Hosokawa Takahiro, Uchiyama Mayuki
Department of Radiology, Saitama Children's Medical Center, Saitama, Japan.
Department of Radiology, The Jikei University School of Medicine, Minato-Ku, Tokyo, Japan.
Indian J Nucl Med. 2023 Jan-Mar;38(1):41-43. doi: 10.4103/ijnm.ijnm_147_22. Epub 2023 Feb 24.
A craniofacial mass may cause the first clinical symptoms of malignancy. In pediatric patients, neuroblastoma, Langerhans cell histiocytosis (LCH), and acute lymphoblastic leukemia (ALL) are the most common diseases initially manifesting with bone lesions, and bone scintigraphy is a useful modality to evaluate them. The purpose of this pictorial essay was to show the scintigraphy findings of the craniofacial bones in three patients, with neuroblastoma, ALL, and LCH, and to provide a useful scintigraphic sign to differentiate these diseases. In the bone scintigraphy of neuroblastoma with craniofacial bone metastases, strong tracer uptake was evident, resembling a carnival mask. In contrast, in the two cases with LCH and ALL involving the craniofacial bones, the tracer uptake was lower than in neuroblastoma and with different distributions. Bone metastases of neuroblastoma usually occur in the periorbital craniofacial bones, and these metastases may be locally aggressive, destroying the bones; which show stronger uptake than other cranial bones. LCH is associated with varying degrees of disease activity, and its bone imaging findings differ based on its activity. Therefore, these lesions present low uptake in bone scintigraphy, showing as "cold spots". Therefore, LCH scintigraphy of the craniofacial bones does not resemble a carnival mask. The bone marrow infiltration by leukemic cells usually shows as diffuse bone marrow.
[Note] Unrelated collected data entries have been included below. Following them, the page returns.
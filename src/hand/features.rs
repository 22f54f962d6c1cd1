//! Feature extraction for letter classification
//!
//! Normalizes a raw hand into a translation/scale-invariant frame and
//! derives finger states, joint angles and fingertip distances.

use super::geometry::{angle_between, distance};
use super::landmarks::*;

/// Scalars in the flattened coordinate block (21 points × x,y,z)
pub const COORD_COUNT: usize = MIN_LANDMARKS * 3;

/// Fingertip pairs in canonical order
pub const FINGERTIP_PAIRS: [(usize, usize); 10] = [
    (THUMB_TIP, INDEX_TIP),
    (THUMB_TIP, MIDDLE_TIP),
    (THUMB_TIP, RING_TIP),
    (THUMB_TIP, PINKY_TIP),
    (INDEX_TIP, MIDDLE_TIP),
    (INDEX_TIP, RING_TIP),
    (INDEX_TIP, PINKY_TIP),
    (MIDDLE_TIP, RING_TIP),
    (MIDDLE_TIP, PINKY_TIP),
    (RING_TIP, PINKY_TIP),
];

/// (MCP, PIP, TIP) per finger; the thumb's IP joint stands in for PIP
const FINGER_JOINTS: [(usize, usize, usize); 5] = [
    (THUMB_MCP, THUMB_IP, THUMB_TIP),
    (INDEX_MCP, INDEX_PIP, INDEX_TIP),
    (MIDDLE_MCP, MIDDLE_PIP, MIDDLE_TIP),
    (RING_MCP, RING_PIP, RING_TIP),
    (PINKY_MCP, PINKY_PIP, PINKY_TIP),
];

/// Extended (true) / folded (false) per finger
#[derive(Clone, Copy, Debug, Default, PartialEq, Eq)]
pub struct FingerStates {
    pub thumb: bool,
    pub index: bool,
    pub middle: bool,
    pub ring: bool,
    pub pinky: bool,
}

impl FingerStates {
    /// [thumb, index, middle, ring, pinky]
    pub fn as_array(&self) -> [bool; 5] {
        [self.thumb, self.index, self.middle, self.ring, self.pinky]
    }
}

/// Per-frame feature vector
#[derive(Clone, Debug, PartialEq)]
pub struct FeatureVector {
    /// Normalized x,y,z per landmark
    pub coords: Vec<f32>,
    /// PIP joint angle per finger (radians)
    pub angles: [f32; 5],
    /// Normalized fingertip distances in `FINGERTIP_PAIRS` order
    pub distances: [f32; 10],
}

impl FeatureVector {
    /// Total scalar count of `as_flat`
    pub const LEN: usize = COORD_COUNT + 5 + 10;

    /// coords, then angles, then distances
    pub fn as_flat(&self) -> Vec<f32> {
        let mut result = Vec::with_capacity(Self::LEN);
        result.extend_from_slice(&self.coords);
        result.extend_from_slice(&self.angles);
        result.extend_from_slice(&self.distances);
        result
    }
}

/// Translate so the wrist is the origin, then divide by the larger side of
/// the x/y bounding box.
///
/// Returns None for an empty hand. A zero-sized box (single point, or all
/// points coincident) returns the translated points unscaled.
pub fn normalize(landmarks: &[Landmark]) -> Option<Vec<Landmark>> {
    let wrist = *landmarks.first()?;

    let translated: Vec<Landmark> = landmarks
        .iter()
        .map(|p| Landmark::new(p.x - wrist.x, p.y - wrist.y, p.z - wrist.z))
        .collect();

    let (mut min_x, mut max_x) = (f32::INFINITY, f32::NEG_INFINITY);
    let (mut min_y, mut max_y) = (f32::INFINITY, f32::NEG_INFINITY);
    for p in &translated {
        min_x = min_x.min(p.x);
        max_x = max_x.max(p.x);
        min_y = min_y.min(p.y);
        max_y = max_y.max(p.y);
    }

    let scale = (max_x - min_x).max(max_y - min_y);
    if scale <= 0.0 {
        return Some(translated);
    }

    Some(
        translated
            .into_iter()
            .map(|p| Landmark::new(p.x / scale, p.y / scale, p.z / scale))
            .collect(),
    )
}

/// x,y,z per point
pub fn flatten(landmarks: &[Landmark]) -> Vec<f32> {
    landmarks.iter().flat_map(|p| [p.x, p.y, p.z]).collect()
}

/// Angle at each finger's PIP joint between PIP→MCP and PIP→TIP.
///
/// A straight finger reads close to π.
pub fn finger_angles(landmarks: &[Landmark]) -> Option<[f32; 5]> {
    if landmarks.len() < MIN_LANDMARKS {
        return None;
    }

    let mut angles = [0.0; 5];
    for (angle, &(mcp, pip, tip)) in angles.iter_mut().zip(FINGER_JOINTS.iter()) {
        *angle = angle_between(landmarks[mcp], landmarks[pip], landmarks[tip]);
    }
    Some(angles)
}

/// 3D distance for every fingertip pair in `FINGERTIP_PAIRS` order
pub fn fingertip_distances(landmarks: &[Landmark]) -> Option<[f32; 10]> {
    if landmarks.len() < MIN_LANDMARKS {
        return None;
    }

    let mut distances = [0.0; 10];
    for (d, &(a, b)) in distances.iter_mut().zip(FINGERTIP_PAIRS.iter()) {
        *d = distance(landmarks[a], landmarks[b]);
    }
    Some(distances)
}

/// Build the full feature vector.
///
/// Angles come from the raw hand (already scale/translation invariant);
/// distances come from the normalized hand.
pub fn extract_features(landmarks: &[Landmark]) -> Option<FeatureVector> {
    if landmarks.len() < MIN_LANDMARKS {
        return None;
    }

    let normalized = normalize(landmarks)?;

    Some(FeatureVector {
        coords: flatten(&normalized[..MIN_LANDMARKS]),
        angles: finger_angles(landmarks)?,
        distances: fingertip_distances(&normalized)?,
    })
}

/// Extended/folded test per finger.
///
/// Non-thumb fingers are extended when the tip sits above the PIP joint
/// (smaller y). The thumb is extended when its tip is further from the
/// wrist horizontally than its MCP, which works for either hand.
pub fn finger_states(landmarks: &[Landmark]) -> Option<FingerStates> {
    if landmarks.len() < MIN_LANDMARKS {
        return None;
    }

    let wrist = landmarks[WRIST];
    let above = |tip: usize, pip: usize| landmarks[tip].y < landmarks[pip].y;

    Some(FingerStates {
        thumb: (landmarks[THUMB_TIP].x - wrist.x).abs() > (landmarks[THUMB_MCP].x - wrist.x).abs(),
        index: above(INDEX_TIP, INDEX_PIP),
        middle: above(MIDDLE_TIP, MIDDLE_PIP),
        ring: above(RING_TIP, RING_PIP),
        pinky: above(PINKY_TIP, PINKY_PIP),
    })
}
Therefore, in bone scintigraphy of leukemia, the tracer uptake in the periorbital craniofacial bones is similar to other cranial bones, not presenting as a carnival mask. In conclusion, bone scintigraphy to evaluate malignant craniofacial lesions could provide useful differential diagnostic information.
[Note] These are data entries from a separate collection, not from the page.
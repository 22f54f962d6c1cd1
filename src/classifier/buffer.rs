//! Rolling letter window for temporal smoothing
//!
//! Keeps the last N raw single-frame letters and reports the majority
//! with an agreement ratio as confidence.

use std::collections::VecDeque;

use super::letters::Letter;
use super::prediction::Prediction;
use crate::hand::Handedness;

/// Default number of frames in the smoothing window
pub const SMOOTHING_WINDOW: usize = 5;

/// FIFO of recent raw letters (repeats count, it is not a set)
#[derive(Clone, Debug)]
pub struct PredictionBuffer {
    history: VecDeque<Letter>,
    capacity: usize,
}

impl PredictionBuffer {
    /// `capacity` is clamped to at least 1
    pub fn new(capacity: usize) -> Self {
        let capacity = capacity.max(1);
        Self {
            history: VecDeque::with_capacity(capacity + 1),
            capacity,
        }
    }

    /// Append a raw letter, evicting the oldest past capacity
    pub fn push(&mut self, letter: Letter) {
        self.history.push_back(letter);
        if self.history.len() > self.capacity {
            self.history.pop_front();
        }
    }

    /// Most frequent letter in the window.
    ///
    /// Ties go to the letter seen most recently.
    pub fn majority(&self) -> Option<Letter> {
        let mut counts: Vec<(Letter, usize)> = Vec::with_capacity(self.history.len());

        // Newest first, so first-seen order is recency order
        for &letter in self.history.iter().rev() {
            match counts.iter_mut().find(|(l, _)| *l == letter) {
                Some((_, count)) => *count += 1,
                None => counts.push((letter, 1)),
            }
        }

        let mut best: Option<(Letter, usize)> = None;
        for (letter, count) in counts {
            if best.map_or(true, |(_, best_count)| count > best_count) {
                best = Some((letter, count));
            }
        }
        best.map(|(letter, _)| letter)
    }

    /// Share of the window equal to `letter`; 0 when empty
    pub fn confidence(&self, letter: Letter) -> f32 {
        if self.history.is_empty() {
            return 0.0;
        }
        let count = self.history.iter().filter(|&&l| l == letter).count();
        count as f32 / self.history.len() as f32
    }

    /// Push this frame's raw letter and report the smoothed result
    pub fn smooth(&mut self, letter: Letter, handedness: Handedness, timestamp: f64) -> Prediction {
        self.push(letter);
        let majority = self.majority();
        Prediction {
            letter: majority,
            confidence: majority.map_or(0.0, |l| self.confidence(l)),
            handedness,
            timestamp,
        }
    }

    pub fn reset(&mut self) {
        self.history.clear();
    }

    pub fn len(&self) -> usize {
        self.history.len()
    }

    pub fn is_empty(&self) -> bool {
        self.history.is_empty()
    }

    pub fn capacity(&self) -> usize {
        self.capacity
    }
}

impl Default for PredictionBuffer {
    fn default() -> Self {
        Self::new(SMOOTHING_WINDOW)
    }
}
颅面部肿块可能引发恶性肿瘤的首发临床症状。在儿科患者中,神经母细胞瘤、朗格汉斯细胞组织细胞增多症(LCH)和急性淋巴细胞白血病(ALL)是最初表现为骨病变的最常见疾病,而骨闪烁显像术是评估这些疾病的一种有用方法。这篇图文并茂的文章旨在展示3例分别患有神经母细胞瘤、ALL和LCH的患者颅面部骨骼的闪烁显像结果,并提供一种有助于鉴别这些疾病的有用闪烁显像征象。在伴有颅面部骨转移的神经母细胞瘤的骨闪烁显像中,可见明显的放射性示踪剂浓聚,类似狂欢节面具。相比之下,在2例累及颅面部骨骼的LCH和ALL病例中,示踪剂摄取低于神经母细胞瘤,且分布不同。神经母细胞瘤的骨转移通常发生在眶周颅面部骨骼,这些转移可能具有局部侵袭性,破坏骨骼;其摄取比其他颅骨更强。LCH与不同程度的疾病活动相关,其骨成像结果因活动程度而异。因此,这些病变在骨闪烁显像中表现为摄取低,呈“冷区”。因此,颅面部骨骼的LCH闪烁显像不像狂欢节面具。白血病细胞的骨髓浸润通常表现为弥漫性骨髓。因此,在白血病的骨闪烁显像中,眶周颅面部骨骼的示踪剂摄取与其他颅骨相似,不呈现为狂欢节面具。总之,用于评估恶性颅面部病变的骨闪烁显像可提供有用的鉴别诊断信息。